Exactly and only the lines from the one containing "for abi in CondAbi::ALL" through the close of the entries below are to be set down.

--- THE RECORDS Enclosed Below ---

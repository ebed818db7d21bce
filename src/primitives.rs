//! Resolution of, and access to, the real synchronization primitives.
//!
//! Wrapper code never names platform symbols directly; it goes through the
//! [`SyncPrimitives`] capability trait so tests can substitute a fake. The
//! one production implementation, [`RealPthread`], is bound once at
//! startup by looking up the next (non-interposed) definition of each
//! symbol with `dlsym(RTLD_NEXT, ..)`.
//!
//! # Symbol versioning
//!
//! glibc ships two ABI generations of the condition-variable entry points
//! and keeps both alive for old binaries. Each generation must be resolved
//! (`dlvsym`) and intercepted separately, because a host binary linked
//! against the compat generation would otherwise bypass interception or,
//! worse, be delegated to the wrong implementation. [`CondAbi`] tags which
//! generation a call belongs to; the tag is fixed at link time by which
//! exported wrapper the host binary reaches.

use std::ffi::CString;

use libc::{c_int, c_void, pthread_attr_t, pthread_cond_t, pthread_mutex_t, pthread_t, timespec};
use thiserror::Error;

#[cfg(target_arch = "x86_64")]
const COMPAT_VERSION: &str = "GLIBC_2.2.5";
#[cfg(target_arch = "x86_64")]
const CURRENT_VERSION: &str = "GLIBC_2.3.2";

#[cfg(target_arch = "aarch64")]
const COMPAT_VERSION: &str = "GLIBC_2.17";
#[cfg(target_arch = "aarch64")]
const CURRENT_VERSION: &str = "GLIBC_2.17";

#[cfg(not(any(target_arch = "x86_64", target_arch = "aarch64")))]
compile_error!("condition-variable symbol versions are only mapped for x86_64 and aarch64 glibc");

/// Entry function signature for created threads. `C-unwind` because
/// cancellation force-unwinds out of the routine.
pub type StartRoutine = unsafe extern "C-unwind" fn(*mut c_void) -> *mut c_void;

pub type PthreadCreateFn = unsafe extern "C" fn(
    *mut pthread_t,
    *const pthread_attr_t,
    StartRoutine,
    *mut c_void,
) -> c_int;
pub type MutexOpFn = unsafe extern "C" fn(*mut pthread_mutex_t) -> c_int;
pub type CondOpFn = unsafe extern "C" fn(*mut pthread_cond_t) -> c_int;
pub type CondWaitFn =
    unsafe extern "C-unwind" fn(*mut pthread_cond_t, *mut pthread_mutex_t) -> c_int;
pub type CondTimedwaitFn = unsafe extern "C-unwind" fn(
    *mut pthread_cond_t,
    *mut pthread_mutex_t,
    *const timespec,
) -> c_int;

/// Which ABI generation of the condition-variable entry points a call
/// came through.
#[derive(Debug, Clone, Copy, PartialEq, Eq, Hash)]
pub enum CondAbi {
    /// The old generation kept for binaries linked before the condvar
    /// rework.
    Compat,
    /// The default generation current binaries link against.
    Current,
}

impl CondAbi {
    pub const ALL: [CondAbi; 2] = [CondAbi::Compat, CondAbi::Current];

    /// glibc version node this generation lives under.
    pub fn glibc_version(self) -> &'static str {
        match self {
            CondAbi::Compat => COMPAT_VERSION,
            CondAbi::Current => CURRENT_VERSION,
        }
    }

    fn index(self) -> usize {
        match self {
            CondAbi::Compat => 0,
            CondAbi::Current => 1,
        }
    }
}

/// A required real symbol could not be resolved. Always fatal: running
/// with a partially interposed API would be undefined.
#[derive(Debug, Error)]
pub enum BindError {
    #[error("real symbol `{symbol}` not found")]
    MissingSymbol { symbol: &'static str },
    #[error("real symbol `{symbol}@{version}` not found")]
    MissingVersionedSymbol {
        symbol: &'static str,
        version: &'static str,
    },
}

/// Capability interface over the real (non-interposed) primitives.
pub trait SyncPrimitives {
    /// # Safety
    /// Same contract as `pthread_create(3)`.
    unsafe fn thread_create(
        &self,
        thread: *mut pthread_t,
        attr: *const pthread_attr_t,
        start: StartRoutine,
        arg: *mut c_void,
    ) -> c_int;

    /// # Safety
    /// `mutex` must point to an initialized pthread mutex.
    unsafe fn mutex_lock(&self, mutex: *mut pthread_mutex_t) -> c_int;

    /// # Safety
    /// `mutex` must point to an initialized pthread mutex.
    unsafe fn mutex_trylock(&self, mutex: *mut pthread_mutex_t) -> c_int;

    /// # Safety
    /// `mutex` must point to an initialized pthread mutex held by the
    /// calling thread.
    unsafe fn mutex_unlock(&self, mutex: *mut pthread_mutex_t) -> c_int;

    /// # Safety
    /// `cond` must point to an initialized condition variable.
    unsafe fn cond_signal(&self, abi: CondAbi, cond: *mut pthread_cond_t) -> c_int;

    /// # Safety
    /// `cond` must point to an initialized condition variable.
    unsafe fn cond_broadcast(&self, abi: CondAbi, cond: *mut pthread_cond_t) -> c_int;

    /// # Safety
    /// Same contract as `pthread_cond_wait(3)`.
    unsafe fn cond_wait(
        &self,
        abi: CondAbi,
        cond: *mut pthread_cond_t,
        mutex: *mut pthread_mutex_t,
    ) -> c_int;

    /// # Safety
    /// Same contract as `pthread_cond_timedwait(3)`.
    unsafe fn cond_timedwait(
        &self,
        abi: CondAbi,
        cond: *mut pthread_cond_t,
        mutex: *mut pthread_mutex_t,
        abstime: *const timespec,
    ) -> c_int;
}

/// The platform's native primitives, resolved once at startup.
pub struct RealPthread {
    create: PthreadCreateFn,
    mutex_lock: MutexOpFn,
    mutex_trylock: MutexOpFn,
    mutex_unlock: MutexOpFn,
    cond_signal: [CondOpFn; 2],
    cond_broadcast: [CondOpFn; 2],
    cond_wait: [CondWaitFn; 2],
    cond_timedwait: [CondTimedwaitFn; 2],
}

impl RealPthread {
    /// Resolve every intercepted primitive, both condvar generations
    /// included.
    pub fn bind() -> Result<Self, BindError> {
        // SAFETY: each address comes from the dynamic linker for the
        // symbol whose type we transmute to.
        unsafe {
            Ok(Self {
                create: std::mem::transmute::<*mut c_void, PthreadCreateFn>(lookup(
                    "pthread_create",
                )?),
                mutex_lock: std::mem::transmute::<*mut c_void, MutexOpFn>(lookup(
                    "pthread_mutex_lock",
                )?),
                mutex_trylock: std::mem::transmute::<*mut c_void, MutexOpFn>(lookup(
                    "pthread_mutex_trylock",
                )?),
                mutex_unlock: std::mem::transmute::<*mut c_void, MutexOpFn>(lookup(
                    "pthread_mutex_unlock",
                )?),
                cond_signal: bind_versioned_pair("pthread_cond_signal")?,
                cond_broadcast: bind_versioned_pair("pthread_cond_broadcast")?,
                cond_wait: bind_versioned_pair("pthread_cond_wait")?,
                cond_timedwait: bind_versioned_pair("pthread_cond_timedwait")?,
            })
        }
    }
}

impl SyncPrimitives for RealPthread {
    unsafe fn thread_create(
        &self,
        thread: *mut pthread_t,
        attr: *const pthread_attr_t,
        start: StartRoutine,
        arg: *mut c_void,
    ) -> c_int {
        unsafe { (self.create)(thread, attr, start, arg) }
    }

    unsafe fn mutex_lock(&self, mutex: *mut pthread_mutex_t) -> c_int {
        unsafe { (self.mutex_lock)(mutex) }
    }

    unsafe fn mutex_trylock(&self, mutex: *mut pthread_mutex_t) -> c_int {
        unsafe { (self.mutex_trylock)(mutex) }
    }

    unsafe fn mutex_unlock(&self, mutex: *mut pthread_mutex_t) -> c_int {
        unsafe { (self.mutex_unlock)(mutex) }
    }

    unsafe fn cond_signal(&self, abi: CondAbi, cond: *mut pthread_cond_t) -> c_int {
        unsafe { (self.cond_signal[abi.index()])(cond) }
    }

    unsafe fn cond_broadcast(&self, abi: CondAbi, cond: *mut pthread_cond_t) -> c_int {
        unsafe { (self.cond_broadcast[abi.index()])(cond) }
    }

    unsafe fn cond_wait(
        &self,
        abi: CondAbi,
        cond: *mut pthread_cond_t,
        mutex: *mut pthread_mutex_t,
    ) -> c_int {
        unsafe { (self.cond_wait[abi.index()])(cond, mutex) }
    }

    unsafe fn cond_timedwait(
        &self,
        abi: CondAbi,
        cond: *mut pthread_cond_t,
        mutex: *mut pthread_mutex_t,
        abstime: *const timespec,
    ) -> c_int {
        unsafe { (self.cond_timedwait[abi.index()])(cond, mutex, abstime) }
    }
}

fn lookup(symbol: &'static str) -> Result<*mut c_void, BindError> {
    let name = CString::new(symbol).expect("symbol names contain no NUL");
    let addr = unsafe { libc::dlsym(libc::RTLD_NEXT, name.as_ptr()) };
    if addr.is_null() {
        return Err(BindError::MissingSymbol { symbol });
    }
    Ok(addr)
}

fn lookup_versioned(symbol: &'static str, abi: CondAbi) -> Result<*mut c_void, BindError> {
    let name = CString::new(symbol).expect("symbol names contain no NUL");
    let version = CString::new(abi.glibc_version()).expect("version strings contain no NUL");
    let addr = unsafe { libc::dlvsym(libc::RTLD_NEXT, name.as_ptr(), version.as_ptr()) };
    if addr.is_null() {
        return Err(BindError::MissingVersionedSymbol {
            symbol,
            version: abi.glibc_version(),
        });
    }
    Ok(addr)
}

/// Resolve both generations of one condvar operation.
///
/// # Safety
/// `F` must match the C signature of `symbol`.
unsafe fn bind_versioned_pair<F>(symbol: &'static str) -> Result<[F; 2], BindError>
where
    F: Copy,
{
    assert_eq!(std::mem::size_of::<F>(), std::mem::size_of::<*mut c_void>());
    let compat = lookup_versioned(symbol, CondAbi::Compat)?;
    let current = lookup_versioned(symbol, CondAbi::Current)?;
    // SAFETY: caller guarantees F is the fn-pointer type for `symbol`;
    // sizes checked above.
    unsafe {
        Ok([
            std::mem::transmute_copy::<*mut c_void, F>(&compat),
            std::mem::transmute_copy::<*mut c_void, F>(&current),
        ])
    }
}

#[cfg(test)]
mod tests {
    use super::*;

    #[test]
    fn test_bind_resolves_all_symbols() {
        assert!(RealPthread::bind().is_ok());
    }

    #[test]
    fn test_bound_mutex_ops_work() {
        let real = RealPthread::bind().unwrap();
        let mut mutex: pthread_mutex_t = libc::PTHREAD_MUTEX_INITIALIZER;
        unsafe {
            assert_eq!(real.mutex_trylock(&mut mutex), 0);
            // Default mutexes report busy on a second non-blocking attempt.
            assert_eq!(real.mutex_trylock(&mut mutex), libc::EBUSY);
            assert_eq!(real.mutex_unlock(&mut mutex), 0);
            assert_eq!(real.mutex_lock(&mut mutex), 0);
            assert_eq!(real.mutex_unlock(&mut mutex), 0);
        }
    }

    #[test]
    fn test_both_cond_generations_signal_without_waiters() {
        let real = RealPthread::bind().unwrap();
        let mut cond: pthread_cond_t = libc::PTHREAD_COND_INITIALIZER;
        for abi in CondAbi::ALL {
            unsafe {
                assert_eq!(real.cond_signal(abi, &mut cond), 0);
                assert_eq!(real.cond_broadcast(abi, &mut cond), 0);
            }
        }
    }

    #[test]
    fn test_version_tags() {
        assert!(CondAbi::Compat.glibc_version().starts_with("GLIBC_"));
        assert!(CondAbi::Current.glibc_version().starts_with("GLIBC_"));
    }
}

--- End of Enclosed THE RECORDS ---

▶ **SOLVED EXERCISE**:
        for abi in CondAbi::ALL {
            unsafe {
                assert_eq!(real.cond_signal(abi, &mut cond), 0);
                assert_eq!(real.cond_broadcast(abi, &mut cond), 0);
            }
        }
    }

    #[test]
    fn test_version_tags() {
        assert!(CondAbi::Compat.glibc_version().starts_with("GLIBC_"));
        assert!(CondAbi::Current.glibc_version().starts_with("GLIBC_"));
    }
}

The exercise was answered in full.